I did the archeology track in the Classics department and a minor in geology. My study away in Florence, through the Lorenzo De Medici School, meant I got to take classes related to Roman archeology in Italy, which got me excited about field work. I participated in three field schools that summer—short-term volunteer positions on archeological digs—in Scotland, Romania, and Montenegro. My advisor had connected me to the Archeological Institute of America, which has affordable field schools that take students and even offer grants. In the US, it’s mostly professors who do archelogy, so I thought I would go into academia and made plans to do an MSc in Classics at the University of Edinburgh, starting the fall after graduation.
I spent the summer doing cultural resource management work for the 106 Group in Minnesota. After my master’s degree, I stayed in Britain and worked briefly in commercial archeology—which is basically about helping companies make sure they aren’t about to knock down or build over anything important. When I saw this job posting, I had to apply: these forts were originally built about 85 CE and were occupied until between the 4th and 8th centuries, even after they were abandoned by the military.
The work I am doing now has a pretty direct relation to my degrees and coursework. Compared to my UK coworkers, who have narrow plans of study from the moment they enter university, the variety of classes at Mac has made so many things possible for me. Even classes I didn’t think I was good at have turned out to be important. I took a logic course I never thought I’d use that again, but now I do a lot of coding in R, which is based in logic.

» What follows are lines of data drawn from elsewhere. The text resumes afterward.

//! Match, Stage, MatchStatus and MatchScore for scheduled and played games.

use crate::models::team::TeamId;
use serde::{Deserialize, Serialize};
use uuid::Uuid;

/// Unique identifier for a match.
pub type MatchId = Uuid;

/// Namespace for deterministic (UUIDv5) match ids. Regenerating the same
/// structure from the same input must yield identical matches, ids included.
const MATCH_ID_NAMESPACE: Uuid = Uuid::from_u128(0x8c3e1b526d1f4a079e44d2b053c9a611);

/// Which side of a match won.
#[derive(Clone, Copy, Debug, Eq, Hash, PartialEq, Serialize, Deserialize)]
#[serde(rename_all = "snake_case")]
pub enum Side {
    A,
    B,
}

/// Phase of the tournament a match belongs to.
#[derive(Clone, Copy, Debug, Eq, Hash, PartialEq, Serialize, Deserialize)]
#[serde(rename_all = "snake_case")]
pub enum Stage {
    /// Round-robin pool play.
    Pool,
    /// Play-in round trimming the field to bracket size.
    PlayIn,
    /// Single-elimination playoff round (1 = first round).
    Playoff(u32),
}

impl std::fmt::Display for Stage {
    fn fmt(&self, f: &mut std::fmt::Formatter<'_>) -> std::fmt::Result {
        match self {
            Stage::Pool => write!(f, "POOL"),
            Stage::PlayIn => write!(f, "PLAYIN"),
            Stage::Playoff(round) => write!(f, "PLAYOFF_R{}", round),
        }
    }
}

/// Lifecycle status of a match.
#[derive(Clone, Copy, Debug, Default, Eq, PartialEq, Serialize, Deserialize)]
#[serde(rename_all = "snake_case")]
pub enum MatchStatus {
    /// Created by the scheduler or bracket generator; no result yet.
    #[default]
    Scheduled,
    /// Final score recorded.
    Completed,
    /// One real team, no opponent; the team auto-advances.
    Bye,
}

/// Recorded final score. Sides map to `team_a` / `team_b`.
#[derive(Clone, Copy, Debug, Eq, PartialEq, Serialize, Deserialize)]
pub struct MatchScore {
    pub a: u32,
    pub b: u32,
}

impl MatchScore {
    pub fn new(a: u32, b: u32) -> Self {
        Self { a, b }
    }

    /// Winning side, or None for a level score.
    pub fn winner(&self) -> Option<Side> {
        match self.a.cmp(&self.b) {
            std::cmp::Ordering::Greater => Some(Side::A),
            std::cmp::Ordering::Less => Some(Side::B),
            std::cmp::Ordering::Equal => None,
        }
    }
}

/// A single match: two sides, a stage tag, and a round number within the stage.
///
/// Side order is meaningful for play-in slot numbering and bracket display,
/// not for game rules.
#[derive(Clone, Debug, Eq, PartialEq, Serialize, Deserialize)]
pub struct Match {
    pub id: MatchId,
    pub team_a: TeamId,
    /// None for a bye (synthetic opponent).
    pub team_b: Option<TeamId>,
    /// None until a result is recorded.
    pub score: Option<MatchScore>,
    pub stage: Stage,
    /// 1-based round number within the stage.
    pub round: u32,
    pub status: MatchStatus,
}

impl Match {
    /// Create a scheduled match between two teams.
    pub fn new(team_a: TeamId, team_b: TeamId, stage: Stage, round: u32) -> Self {
        Self {
            id: deterministic_id(stage, round, team_a, Some(team_b)),
            team_a,
            team_b: Some(team_b),
            score: None,
            stage,
            round,
            status: MatchStatus::Scheduled,
        }
    }

    /// Create a bye: `team` advances without playing this round.
    pub fn bye(team: TeamId, stage: Stage, round: u32) -> Self {
        Self {
            id: deterministic_id(stage, round, team, None),
            team_a: team,
            team_b: None,
            score: None,
            stage,
            round,
            status: MatchStatus::Bye,
        }
    }

    pub fn is_bye(&self) -> bool {
        self.status == MatchStatus::Bye
    }

    /// Whether the given team is a participant.
    pub fn involves(&self, team: TeamId) -> bool {
        self.team_a == team || self.team_b == Some(team)
    }

    /// Record the final score and mark the match completed. No effect on a bye.
    pub fn record_score(&mut self, score: MatchScore) {
        if self.status == MatchStatus::Bye {
            return;
        }
        self.score = Some(score);
        self.status = MatchStatus::Completed;
    }

    /// Winning team: the real team of a bye, or the side with the higher
    /// recorded score. None while scheduled or for a level score.
    pub fn winner(&self) -> Option<TeamId> {
        match self.status {
            MatchStatus::Bye => Some(self.team_a),
            MatchStatus::Completed => match self.score.and_then(|s| s.winner()) {
                Some(Side::A) => Some(self.team_a),
                Some(Side::B) => self.team_b,
                None => None,
            },
            MatchStatus::Scheduled => None,
        }
    }
}

fn deterministic_id(stage: Stage, round: u32, team_a: TeamId, team_b: Option<TeamId>) -> MatchId {
    let name = match team_b {
        Some(b) => format!("{}:{}:{}:{}", stage, round, team_a, b),
        None => format!("{}:{}:{}:bye", stage, round, team_a),
    };
    Uuid::new_v5(&MATCH_ID_NAMESPACE, name.as_bytes())
}

/// Round-robin scheduling configuration.
#[derive(Clone, Copy, Debug, Eq, PartialEq, Serialize, Deserialize)]
pub struct RoundRobinConfig {
    /// How many times each pair of pool-mates meets (1 = single round robin,
    /// 2 = double with sides swapped on the return leg).
    pub meetings: u32,
}

impl Default for RoundRobinConfig {
    fn default() -> Self {
        Self { meetings: 1 }
    }
}
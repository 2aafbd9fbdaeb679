//! Tournament structure engine: models and scheduling/bracket logic.
//!
//! A pure, synchronous function library: it receives teams, completed match
//! results and configuration, and returns schedules, standings and bracket
//! trees. Persistence, auth and transport belong to the calling layer.

pub mod logic;
pub mod models;

pub use logic::{
    assign_seeds, compute_standings, compute_standings_with_policy, generate_bracket,
    generate_bracket_padded, generate_round_robin, generate_round_robin_with_config,
    merge_divisions, partition_matches, resolve_play_in, unmerge_division,
};
pub use models::{
    BracketNode, Division, DivisionId, EngineError, Match, MatchId, MatchPartition, MatchScore,
    MatchStatus, MergedDivisionLink, PlayInRound, Pool, PoolId, RoundRobinConfig, Side, Stage,
    Standing, Team, TeamId, TieBreakPolicy, TieBreakRule,
};
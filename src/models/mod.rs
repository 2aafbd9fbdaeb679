//! Data structures for the tournament engine: teams, matches, standings, brackets, divisions.

mod bracket;
mod division;
mod game;
mod standing;
mod team;

pub use bracket::{BracketNode, PlayInRound};
pub use division::{Division, DivisionId, EngineError, MatchPartition, MergedDivisionLink};
pub use game::{Match, MatchId, MatchScore, MatchStatus, RoundRobinConfig, Side, Stage};
pub use standing::{Standing, TieBreakPolicy, TieBreakRule};
pub use team::{Pool, PoolId, Team, TeamId};
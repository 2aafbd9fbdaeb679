//! Standing and the configurable tie-break policy.

use crate::models::team::TeamId;
use serde::{Deserialize, Serialize};

/// A team's derived record: computed fresh from completed matches, never
/// stored as authoritative state.
#[derive(Clone, Debug, Eq, PartialEq, Serialize, Deserialize)]
pub struct Standing {
    pub team: TeamId,
    /// Completed matches the team appeared in (draws included).
    pub played: u32,
    pub wins: u32,
    pub losses: u32,
    pub points_for: u32,
    pub points_against: u32,
    /// 1-based sort position; unique within one standings computation.
    pub rank: u32,
}

impl Standing {
    /// Wins over matches played, 0.0 for a team that has not played.
    pub fn win_percentage(&self) -> f64 {
        if self.played == 0 {
            0.0
        } else {
            f64::from(self.wins) / f64::from(self.played)
        }
    }

    /// Points for minus points against.
    pub fn point_diff(&self) -> i64 {
        i64::from(self.points_for) - i64::from(self.points_against)
    }
}

/// One comparison key in a tie-break policy. All keys sort descending
/// (better record first).
#[derive(Clone, Copy, Debug, Eq, PartialEq, Serialize, Deserialize)]
#[serde(rename_all = "snake_case")]
pub enum TieBreakRule {
    WinPercentage,
    PointDifferential,
    PointsFor,
}

/// Ordered tie-break keys applied between teams that have played.
///
/// Two keys are fixed outside the policy: teams with zero played matches
/// always rank last, and registration order is always the final key, so the
/// resulting order is total no matter what the policy says.
#[derive(Clone, Debug, Eq, PartialEq, Serialize, Deserialize)]
pub struct TieBreakPolicy {
    pub rules: Vec<TieBreakRule>,
}

impl Default for TieBreakPolicy {
    fn default() -> Self {
        Self {
            rules: vec![
                TieBreakRule::WinPercentage,
                TieBreakRule::PointDifferential,
                TieBreakRule::PointsFor,
            ],
        }
    }
}
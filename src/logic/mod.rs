//! Tournament structure logic: standings, scheduling, play-in, brackets, merges.

mod bracket;
mod merge;
mod play_in;
mod round_robin;
mod standings;

pub use bracket::{generate_bracket, generate_bracket_padded};
pub use merge::{merge_divisions, partition_matches, unmerge_division};
pub use play_in::resolve_play_in;
pub use round_robin::{generate_round_robin, generate_round_robin_with_config};
pub use standings::{assign_seeds, compute_standings, compute_standings_with_policy};
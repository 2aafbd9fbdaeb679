//! Play-in resolution: trim an arbitrary qualifying field to bracket size.

use crate::models::{EngineError, Match, PlayInRound, Stage, Standing, TeamId};

/// Decide whether a field of ranked teams needs a play-in round to reach
/// `bracket_size`, and pair it if so.
///
/// With `N` teams and bracket size `B` (a power of two):
/// - `N >= 2B` is rejected: the configuration must choose a larger bracket.
/// - `N <= B` needs no play-in; the whole field qualifies in rank order and
///   the bracket generator pads the open positions with byes.
/// - `B < N < 2B` sends the top `N - 2E` teams straight through
///   (`E = N - B`) and pairs the bottom `2E` teams symmetrically inward:
///   best of the group against worst of the group, producing `E` matches.
///   Two teams from the group's top half are never paired together. The
///   winner of match `i` keeps the seed slot its pre-play-in rank predicted.
pub fn resolve_play_in(
    standings: &[Standing],
    bracket_size: usize,
) -> Result<PlayInRound, EngineError> {
    if bracket_size < 2 || !bracket_size.is_power_of_two() {
        return Err(EngineError::InvalidBracketSize(bracket_size));
    }
    let field = standings.len();
    if field >= 2 * bracket_size {
        return Err(EngineError::InvalidFieldSize {
            field,
            bracket: bracket_size,
        });
    }

    let mut by_rank: Vec<&Standing> = standings.iter().collect();
    by_rank.sort_by_key(|s| s.rank);
    let ranked: Vec<TeamId> = by_rank.into_iter().map(|s| s.team).collect();

    if field <= bracket_size {
        log::debug!("field of {} fits bracket of {}, no play-in", field, bracket_size);
        return Ok(PlayInRound {
            auto_qualified: ranked,
            matches: Vec::new(),
        });
    }

    let excess = field - bracket_size;
    let auto = field - 2 * excess;
    let group = &ranked[auto..];
    let matches: Vec<Match> = (0..excess)
        .map(|i| Match::new(group[i], group[2 * excess - 1 - i], Stage::PlayIn, 1))
        .collect();

    log::debug!(
        "play-in: {} auto-qualify, {} matches fill the last {} bracket slots",
        auto,
        matches.len(),
        excess
    );
    Ok(PlayInRound {
        auto_qualified: ranked[..auto].to_vec(),
        matches,
    })
}
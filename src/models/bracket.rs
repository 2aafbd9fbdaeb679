//! Bracket tree and play-in resolution values.

use crate::models::division::EngineError;
use crate::models::game::Match;
use crate::models::team::TeamId;
use serde::{Deserialize, Serialize};

/// A node in a single-elimination bracket.
///
/// The tree is immutable and owned outright: leaves are first-round matches
/// (or byes), internal nodes are later-round slots fed by the winners of
/// their children, and the root is the final.
#[derive(Clone, Debug, Eq, PartialEq, Serialize, Deserialize)]
#[serde(rename_all = "snake_case")]
pub enum BracketNode {
    /// A first-round match, possibly a bye.
    Match(Match),
    /// A slot in round `round`, fed by the winners of `left` and `right`.
    Round {
        round: u32,
        left: Box<BracketNode>,
        right: Box<BracketNode>,
    },
}

impl BracketNode {
    /// Total number of rounds in the bracket rooted here (1 for a lone match).
    pub fn rounds(&self) -> u32 {
        match self {
            BracketNode::Match(_) => 1,
            BracketNode::Round { round, .. } => *round,
        }
    }

    /// First-round matches in bracket order (top of the draw first).
    pub fn first_round(&self) -> Vec<&Match> {
        let mut out = Vec::new();
        self.collect_leaves(&mut out);
        out
    }

    fn collect_leaves<'a>(&'a self, out: &mut Vec<&'a Match>) {
        match self {
            BracketNode::Match(m) => out.push(m),
            BracketNode::Round { left, right, .. } => {
                left.collect_leaves(out);
                right.collect_leaves(out);
            }
        }
    }
}

/// Outcome of play-in resolution for a qualifying field.
///
/// `auto_qualified` holds the directly qualified teams in seed order
/// (seeds 1..=auto_qualified.len()); the winner of `matches[i]` takes seed
/// `auto_qualified.len() + i + 1`.
#[derive(Clone, Debug, Eq, PartialEq, Serialize, Deserialize)]
pub struct PlayInRound {
    pub auto_qualified: Vec<TeamId>,
    pub matches: Vec<Match>,
}

impl PlayInRound {
    /// Whether a play-in round is actually required.
    pub fn is_needed(&self) -> bool {
        !self.matches.is_empty()
    }

    /// Assemble the full bracket seed list from the play-in winners.
    ///
    /// `winners[i]` must be a participant of `matches[i]`; a play-in winner
    /// keeps the seed slot its pre-play-in rank predicted.
    pub fn seeded_field(&self, winners: &[TeamId]) -> Result<Vec<TeamId>, EngineError> {
        if winners.len() != self.matches.len() {
            return Err(EngineError::WrongNumberOfWinners {
                needed: self.matches.len(),
                got: winners.len(),
            });
        }
        for (m, &w) in self.matches.iter().zip(winners) {
            if !m.involves(w) {
                return Err(EngineError::TeamNotFound(w));
            }
        }
        let mut field = self.auto_qualified.clone();
        field.extend_from_slice(winners);
        Ok(field)
    }
}
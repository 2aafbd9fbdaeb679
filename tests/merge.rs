//! Integration tests for division merge/unmerge: snapshots, restore, partition.

use std::collections::HashSet;
use tournament_engine::{
    generate_round_robin, merge_divisions, partition_matches, unmerge_division, Division,
    EngineError, Match, MatchScore, Pool, Stage, Team, TeamId,
};

fn division(name: &str, team_count: usize) -> Division {
    let teams: Vec<Team> = (0..team_count)
        .map(|i| Team::new(format!("{name}-{i}")))
        .collect();
    Division::with_teams(name, teams, Vec::new())
}

fn ids(d: &Division) -> HashSet<TeamId> {
    d.teams.iter().map(|t| t.id).collect()
}

#[test]
fn merge_unions_teams_and_records_link() {
    let a = division("East", 4);
    let b = division("West", 3);
    let merged = merge_divisions(&a, &b).unwrap();
    assert_eq!(merged.teams.len(), 7);
    let union: HashSet<TeamId> = ids(&a).union(&ids(&b)).copied().collect();
    assert_eq!(ids(&merged), union);
    let link = merged.merge.as_ref().unwrap();
    assert_eq!(link.source_a.id, a.id);
    assert_eq!(link.source_b.id, b.id);
}

#[test]
fn merge_is_deterministic() {
    let a = division("East", 2);
    let b = division("West", 2);
    let once = merge_divisions(&a, &b).unwrap();
    let twice = merge_divisions(&a, &b).unwrap();
    assert_eq!(once, twice);
}

#[test]
fn merged_division_schedules_as_one_unit() {
    let a = division("East", 2);
    let b = division("West", 2);
    let merged = merge_divisions(&a, &b).unwrap();
    let matches = generate_round_robin(&merged.teams, &merged.pools);
    // 4 teams, one unit: every pair including cross-division ones.
    assert_eq!(matches.len(), 6);
}

#[test]
fn merge_then_unmerge_restores_membership_exactly() {
    let pool_a = Pool::new("A1", 0);
    let mut a = division("East", 3);
    a.pools = vec![pool_a.clone()];
    a.teams[0].pool = Some(pool_a.id);
    let b = division("West", 4);

    let merged = merge_divisions(&a, &b).unwrap();
    let (restored_a, restored_b) = unmerge_division(&merged).unwrap();
    assert_eq!(restored_a, a);
    assert_eq!(restored_b, b);
    assert_eq!(restored_a.teams[0].pool, Some(pool_a.id));
}

#[test]
fn merged_pools_are_reindexed() {
    let mut a = division("East", 2);
    a.pools = vec![Pool::new("A1", 0), Pool::new("A2", 1)];
    let mut b = division("West", 2);
    b.pools = vec![Pool::new("B1", 0)];
    let merged = merge_divisions(&a, &b).unwrap();
    let orders: Vec<u32> = merged.pools.iter().map(|p| p.order).collect();
    assert_eq!(orders, vec![0, 1, 2]);
    assert_eq!(merged.pools[2].name, "B1");
}

#[test]
fn unmerge_without_link_fails() {
    let plain = division("East", 3);
    assert!(matches!(
        unmerge_division(&plain),
        Err(EngineError::NotMerged(id)) if id == plain.id
    ));
}

#[test]
fn double_merge_is_rejected() {
    let a = division("East", 2);
    let b = division("West", 2);
    let c = division("North", 2);
    let merged = merge_divisions(&a, &b).unwrap();
    assert!(matches!(
        merge_divisions(&merged, &c),
        Err(EngineError::AlreadyMerged(id)) if id == merged.id
    ));
    assert!(matches!(
        merge_divisions(&c, &merged),
        Err(EngineError::AlreadyMerged(id)) if id == merged.id
    ));
}

#[test]
fn partition_reattaches_results_to_their_divisions() {
    let a = division("East", 2);
    let b = division("West", 2);
    let merged = merge_divisions(&a, &b).unwrap();

    let mut in_a = Match::new(a.teams[0].id, a.teams[1].id, Stage::Pool, 1);
    in_a.record_score(MatchScore::new(15, 10));
    let mut in_b = Match::new(b.teams[0].id, b.teams[1].id, Stage::Pool, 1);
    in_b.record_score(MatchScore::new(9, 12));
    let mut cross = Match::new(a.teams[0].id, b.teams[1].id, Stage::Pool, 2);
    cross.record_score(MatchScore::new(7, 5));

    let (restored_a, restored_b) = unmerge_division(&merged).unwrap();
    let part = partition_matches(&[in_a.clone(), in_b.clone(), cross.clone()], &restored_a, &restored_b);
    assert_eq!(part.a, vec![in_a]);
    assert_eq!(part.b, vec![in_b]);
    assert_eq!(part.cross, vec![cross]);
}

People should know that you can find your way into archeology from lots of different place—classics, analytical chemistry, GIS specializations. And you can end up working for national parks, on excavations of ancient sites, or even find yourself choosing to work on a project you oppose—like [Enbridge oil pipeline] Line 3, for example—because it’s important to have an ethical archaeologist pushing a company to do the right things in indigenous lands.